Exercise instructions:
Please print out every entry below, verbatim.

[Collected data]
<<<<

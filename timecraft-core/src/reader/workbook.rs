//! Workbook data structures

use chrono::NaiveDate;
use std::path::PathBuf;

/// Represents a decoded workbook
#[derive(Debug, Clone)]
pub struct Workbook {
    pub path: PathBuf,
    pub sheets: Vec<Sheet>,
}

impl Workbook {
    /// Get a sheet by name
    pub fn get_sheet(&self, name: &str) -> Option<&Sheet> {
        self.sheets.iter().find(|s| s.name == name)
    }

    /// Input identifier used in reports and diagnostics
    pub fn input_name(&self) -> String {
        self.path.display().to_string()
    }
}

/// Represents a worksheet as a dense grid of cells.
///
/// Row 0 of the used range is treated as the header row.
#[derive(Debug, Clone)]
pub struct Sheet {
    pub name: String,
    pub rows: Vec<Vec<CellValue>>,
}

impl Sheet {
    /// The header row, if the sheet has any rows at all
    pub fn header_row(&self) -> Option<&[CellValue]> {
        self.rows.first().map(Vec::as_slice)
    }

    /// Rows after the header, with their absolute row index
    pub fn data_rows(&self) -> impl Iterator<Item = (usize, &[CellValue])> {
        self.rows
            .iter()
            .enumerate()
            .skip(1)
            .map(|(index, row)| (index, row.as_slice()))
    }
}

/// Cell value types as exposed by the decoder.
///
/// This is the whole vocabulary the engine accepts from the decoder: text,
/// numeric (which may carry a decoder-recognized calendar date), empty, or
/// something it has no use for. Booleans, error cells, and unparseable ISO
/// strings all collapse into `Other`.
#[derive(Debug, Clone, PartialEq)]
pub enum CellValue {
    Text(String),
    Numeric {
        /// Raw value as stored in the cell (day fractions for durations)
        raw: f64,
        /// Calendar date, when the decoder recognized the cell as one
        date: Option<NaiveDate>,
    },
    Empty,
    Other,
}

impl CellValue {
    /// Numeric cell carrying a decoder-recognized date
    pub fn date(date: NaiveDate, raw: f64) -> Self {
        CellValue::Numeric {
            raw,
            date: Some(date),
        }
    }

    /// Plain numeric cell
    pub fn number(raw: f64) -> Self {
        CellValue::Numeric { raw, date: None }
    }

    pub fn is_empty(&self) -> bool {
        matches!(self, CellValue::Empty)
    }

    /// Text content, if this is a string cell
    pub fn as_text(&self) -> Option<&str> {
        match self {
            CellValue::Text(text) => Some(text),
            _ => None,
        }
    }

    /// Raw numeric value, if this is a numeric cell of any kind
    pub fn as_number(&self) -> Option<f64> {
        match self {
            CellValue::Numeric { raw, .. } => Some(*raw),
            _ => None,
        }
    }

    /// Calendar date, if the decoder recognized this cell as one
    pub fn as_date(&self) -> Option<NaiveDate> {
        match self {
            CellValue::Numeric { date, .. } => *date,
            _ => None,
        }
    }

    /// Short tag used in row-level diagnostics
    pub fn type_name(&self) -> &'static str {
        match self {
            CellValue::Text(_) => "text",
            CellValue::Numeric { date: Some(_), .. } => "date",
            CellValue::Numeric { date: None, .. } => "number",
            CellValue::Empty => "empty",
            CellValue::Other => "other",
        }
    }
}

>>>>

Reply to the task:
filename timecraft-core/src/reader/workbook.rs
//! Workbook data structures

use chrono::NaiveDate;
use std::path::PathBuf;

/// Represents a decoded workbook
#[derive(Debug, Clone)]
pub struct Workbook {
    pub path: PathBuf,
    pub sheets: Vec<Sheet>,
}

impl Workbook {
    /// Get a sheet by name
    pub fn get_sheet(&self, name: &str) -> Option<&Sheet> {
        self.sheets.iter().find(|s| s.name == name)
    }

    /// Input identifier used in reports and diagnostics
    pub fn input_name(&self) -> String {
        self.path.display().to_string()
    }
}

/// Represents a worksheet as a dense grid of cells.
///
/// Row 0 of the used range is treated as the header row.
#[derive(Debug, Clone)]
pub struct Sheet {
    pub name: String,
    pub rows: Vec<Vec<CellValue>>,
}

impl Sheet {
    /// The header row, if the sheet has any rows at all
    pub fn header_row(&self) -> Option<&[CellValue]> {
        self.rows.first().map(Vec::as_slice)
    }

    /// Rows after the header, with their absolute row index
    pub fn data_rows(&self) -> impl Iterator<Item = (usize, &[CellValue])> {
        self.rows
            .iter()
            .enumerate()
            .skip(1)
            .map(|(index, row)| (index, row.as_slice()))
    }
}

/// Cell value types as exposed by the decoder.
///
/// This is the whole vocabulary the engine accepts from the decoder: text,
/// numeric (which may carry a decoder-recognized calendar date), empty, or
/// something it has no use for. Booleans, error cells, and unparseable ISO
/// strings all collapse into `Other`.
#[derive(Debug, Clone, PartialEq)]
pub enum CellValue {
    Text(String),
    Numeric {
        /// Raw value as stored in the cell (day fractions for durations)
        raw: f64,
        /// Calendar date, when the decoder recognized the cell as one
        date: Option<NaiveDate>,
    },
    Empty,
    Other,
}

impl CellValue {
    /// Numeric cell carrying a decoder-recognized date
    pub fn date(date: NaiveDate, raw: f64) -> Self {
        CellValue::Numeric {
            raw,
            date: Some(date),
        }
    }

    /// Plain numeric cell
    pub fn number(raw: f64) -> Self {
        CellValue::Numeric { raw, date: None }
    }

    pub fn is_empty(&self) -> bool {
        matches!(self, CellValue::Empty)
    }

    /// Text content, if this is a string cell
    pub fn as_text(&self) -> Option<&str> {
        match self {
            CellValue::Text(text) => Some(text),
            _ => None,
        }
    }

    /// Raw numeric value, if this is a numeric cell of any kind
    pub fn as_number(&self) -> Option<f64> {
        match self {
            CellValue::Numeric { raw, .. } => Some(*raw),
            _ => None,
        }
    }

    /// Calendar date, if the decoder recognized this cell as one
    pub fn as_date(&self) -> Option<NaiveDate> {
        match self {
            CellValue::Numeric { date, .. } => *date,
            _ => None,
        }
    }

    /// Short tag used in row-level diagnostics
    pub fn type_name(&self) -> &'static str {
        match self {
            CellValue::Text(_) => "text",
            CellValue::Numeric { date: Some(_), .. } => "date",
            CellValue::Numeric { date: None, .. } => "number",
            CellValue::Empty => "empty",
            CellValue::Other => "other",
        }
    }
}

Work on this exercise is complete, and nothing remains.